Stored items:
....
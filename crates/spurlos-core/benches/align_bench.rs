use std::sync::Arc;

use criterion::{Criterion, black_box, criterion_group, criterion_main};
use spurlos_core::{
    BoundaryReconstructor, CoarseMapping, EntityDetector, PredictedLabel, Result, RuleTokenizer,
    SequenceModel,
};

/// Labels a fixed term list; inference cost stays negligible so the numbers
/// reflect alignment, not the model.
struct TermModel;

impl SequenceModel for TermModel {
    fn label(&self, sentences: &[String]) -> Result<Vec<Vec<PredictedLabel>>> {
        let terms = [
            ("Hans", "MALE"),
            ("Müller", "FAMILY"),
            ("Berlin", "CITY"),
            ("10115", "ZIP"),
            ("hans.mueller@example.org", "EMAIL"),
        ];
        Ok(sentences
            .iter()
            .map(|s| {
                let mut hits: Vec<(usize, PredictedLabel)> = Vec::new();
                for (term, label) in terms {
                    if let Some(pos) = s.find(term) {
                        hits.push((pos, PredictedLabel::new(label, term)));
                    }
                }
                hits.sort_by_key(|(pos, _)| *pos);
                hits.into_iter().map(|(_, l)| l).collect()
            })
            .collect())
    }
}

const LETTER: &str = "Sehr geehrter Herr Dr. Hans Müller,\n\n\
    vielen Dank für Ihre Nachricht vom 12.05.2024. Wir haben Ihre Adresse\n\
    Musterstr. 12, 10115 Berlin notiert. Bei Rückfragen erreichen Sie uns\n\
    unter hans.mueller@example.org oder telefonisch.\n\n\
    Name:\tHans Müller\nOrt:\tBerlin\n\n\
    Mit freundlichen Grüßen";

fn bench_boundary_reconstruction(c: &mut Criterion) {
    let reconstructor = BoundaryReconstructor::new();
    let tokenizer = RuleTokenizer::new();

    c.bench_function("boundary_reconstruct_letter", |b| {
        b.iter(|| reconstructor.reconstruct(&tokenizer, black_box(LETTER)));
    });
}

fn bench_detection(c: &mut Criterion) {
    let detector =
        EntityDetector::new(Arc::new(RuleTokenizer::new()), Arc::new(TermModel)).unwrap();
    let mapping = CoarseMapping::codealltag();

    c.bench_function("detect_fine_letter", |b| {
        b.iter(|| detector.detect_fine(black_box(LETTER)).unwrap());
    });

    c.bench_function("detect_coarse_letter", |b| {
        b.iter(|| detector.detect_coarse(black_box(LETTER), &mapping).unwrap());
    });
}

criterion_group!(benches, bench_boundary_reconstruction, bench_detection);
criterion_main!(benches);
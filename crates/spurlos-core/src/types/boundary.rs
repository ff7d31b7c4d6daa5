use serde::{Deserialize, Serialize};

/// A reconstructed sentence together with its located byte offsets in the
/// original text.
///
/// `text` is the normalized re-joined form the model sees; `start`/`end`
/// point back into the un-normalized input. A boundary with `start == end`
/// is a failed match awaiting the repair pass.
#[derive(Debug, Clone, PartialEq, Eq, Serialize, Deserialize)]
pub struct SentenceBoundary {
    /// The normalized sentence string handed to the sequence model.
    pub text: String,
    /// Start byte offset in the original text (inclusive).
    pub start: usize,
    /// End byte offset in the original text (exclusive).
    pub end: usize,
}

impl SentenceBoundary {
    /// Creates a new sentence boundary.
    pub fn new(text: impl Into<String>, start: usize, end: usize) -> Self {
        Self {
            text: text.into(),
            start,
            end,
        }
    }

    /// Length of the located region in bytes.
    #[must_use]
    pub fn len(&self) -> usize {
        self.end.saturating_sub(self.start)
    }

    /// Returns `true` if the boundary search failed (zero-width region).
    #[must_use]
    pub fn is_empty(&self) -> bool {
        self.start == self.end
    }
}
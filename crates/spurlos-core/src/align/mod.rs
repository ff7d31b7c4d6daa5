//! # Text–Model Alignment
//!
//! The model labels normalized sentence strings; callers need byte offsets
//! into the original, un-normalized text. This module closes that gap:
//! [`boundary`] locates each re-joined sentence in the original text,
//! [`recover`] maps each predicted label back onto an exact span inside its
//! sentence window. Everything here is bounded search with explicit
//! fallbacks — there is no failure path that panics or errors.

pub mod boundary;
pub mod recover;

pub use boundary::{BoundaryReconstructor, DEFAULT_BUFFER};
pub use recover::recover_entities;

/// Largest byte index `<= idx` that lies on a `char` boundary of `text`.
///
/// Offsets produced by arithmetic (buffer subtraction, expected-length
/// fallback, repair windows) may land inside a multi-byte character; every
/// such offset is clamped through here before slicing.
pub(crate) fn floor_char_boundary(text: &str, idx: usize) -> usize {
    if idx >= text.len() {
        return text.len();
    }
    let mut idx = idx;
    while !text.is_char_boundary(idx) {
        idx -= 1;
    }
    idx
}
....
**Work task**
Could you restate the records above word for word?

**Exercise solution**
filename crates/spurlos-core/benches/align_bench.rs
use std::sync::Arc;

use criterion::{Criterion, black_box, criterion_group, criterion_main};
use spurlos_core::{
    BoundaryReconstructor, CoarseMapping, EntityDetector, PredictedLabel, Result, RuleTokenizer,
    SequenceModel,
};

/// Labels a fixed term list; inference cost stays negligible so the numbers
/// reflect alignment, not the model.
struct TermModel;

impl SequenceModel for TermModel {
    fn label(&self, sentences: &[String]) -> Result<Vec<Vec<PredictedLabel>>> {
        let terms = [
            ("Hans", "MALE"),
            ("Müller", "FAMILY"),
            ("Berlin", "CITY"),
            ("10115", "ZIP"),
            ("hans.mueller@example.org", "EMAIL"),
        ];
        Ok(sentences
            .iter()
            .map(|s| {
                let mut hits: Vec<(usize, PredictedLabel)> = Vec::new();
                for (term, label) in terms {
                    if let Some(pos) = s.find(term) {
                        hits.push((pos, PredictedLabel::new(label, term)));
                    }
                }
                hits.sort_by_key(|(pos, _)| *pos);
                hits.into_iter().map(|(_, l)| l).collect()
            })
            .collect())
    }
}

const LETTER: &str = "Sehr geehrter Herr Dr. Hans Müller,\n\n\
    vielen Dank für Ihre Nachricht vom 12.05.2024. Wir haben Ihre Adresse\n\
    Musterstr. 12, 10115 Berlin notiert. Bei Rückfragen erreichen Sie uns\n\
    unter hans.mueller@example.org oder telefonisch.\n\n\
    Name:\tHans Müller\nOrt:\tBerlin\n\n\
    Mit freundlichen Grüßen";

fn bench_boundary_reconstruction(c: &mut Criterion) {
    let reconstructor = BoundaryReconstructor::new();
    let tokenizer = RuleTokenizer::new();

    c.bench_function("boundary_reconstruct_letter", |b| {
        b.iter(|| reconstructor.reconstruct(&tokenizer, black_box(LETTER)));
    });
}

fn bench_detection(c: &mut Criterion) {
    let detector =
        EntityDetector::new(Arc::new(RuleTokenizer::new()), Arc::new(TermModel)).unwrap();
    let mapping = CoarseMapping::codealltag();

    c.bench_function("detect_fine_letter", |b| {
        b.iter(|| detector.detect_fine(black_box(LETTER)).unwrap());
    });

    c.bench_function("detect_coarse_letter", |b| {
        b.iter(|| detector.detect_coarse(black_box(LETTER), &mapping).unwrap());
    });
}

criterion_group!(benches, bench_boundary_reconstruction, bench_detection);
criterion_main!(benches);
filename crates/spurlos-core/src/types/boundary.rs
repository ff7d31b7c4d6daa5
use serde::{Deserialize, Serialize};

/// A reconstructed sentence together with its located byte offsets in the
/// original text.
///
/// `text` is the normalized re-joined form the model sees; `start`/`end`
/// point back into the un-normalized input. A boundary with `start == end`
/// is a failed match awaiting the repair pass.
#[derive(Debug, Clone, PartialEq, Eq, Serialize, Deserialize)]
pub struct SentenceBoundary {
    /// The normalized sentence string handed to the sequence model.
    pub text: String,
    /// Start byte offset in the original text (inclusive).
    pub start: usize,
    /// End byte offset in the original text (exclusive).
    pub end: usize,
}

impl SentenceBoundary {
    /// Creates a new sentence boundary.
    pub fn new(text: impl Into<String>, start: usize, end: usize) -> Self {
        Self {
            text: text.into(),
            start,
            end,
        }
    }

    /// Length of the located region in bytes.
    #[must_use]
    pub fn len(&self) -> usize {
        self.end.saturating_sub(self.start)
    }

    /// Returns `true` if the boundary search failed (zero-width region).
    #[must_use]
    pub fn is_empty(&self) -> bool {
        self.start == self.end
    }
}
filename crates/spurlos-core/src/align/mod.rs
repository ff7d31b7c4d6daa5
//! # Text–Model Alignment
//!
//! The model labels normalized sentence strings; callers need byte offsets
//! into the original, un-normalized text. This module closes that gap:
//! [`boundary`] locates each re-joined sentence in the original text,
//! [`recover`] maps each predicted label back onto an exact span inside its
//! sentence window. Everything here is bounded search with explicit
//! fallbacks — there is no failure path that panics or errors.

pub mod boundary;
pub mod recover;

pub use boundary::{BoundaryReconstructor, DEFAULT_BUFFER};
pub use recover::recover_entities;

/// Largest byte index `<= idx` that lies on a `char` boundary of `text`.
///
/// Offsets produced by arithmetic (buffer subtraction, expected-length
/// fallback, repair windows) may land inside a multi-byte character; every
/// such offset is clamped through here before slicing.
pub(crate) fn floor_char_boundary(text: &str, idx: usize) -> usize {
    if idx >= text.len() {
        return text.len();
    }
    let mut idx = idx;
    while !text.is_char_boundary(idx) {
        idx -= 1;
    }
    idx
}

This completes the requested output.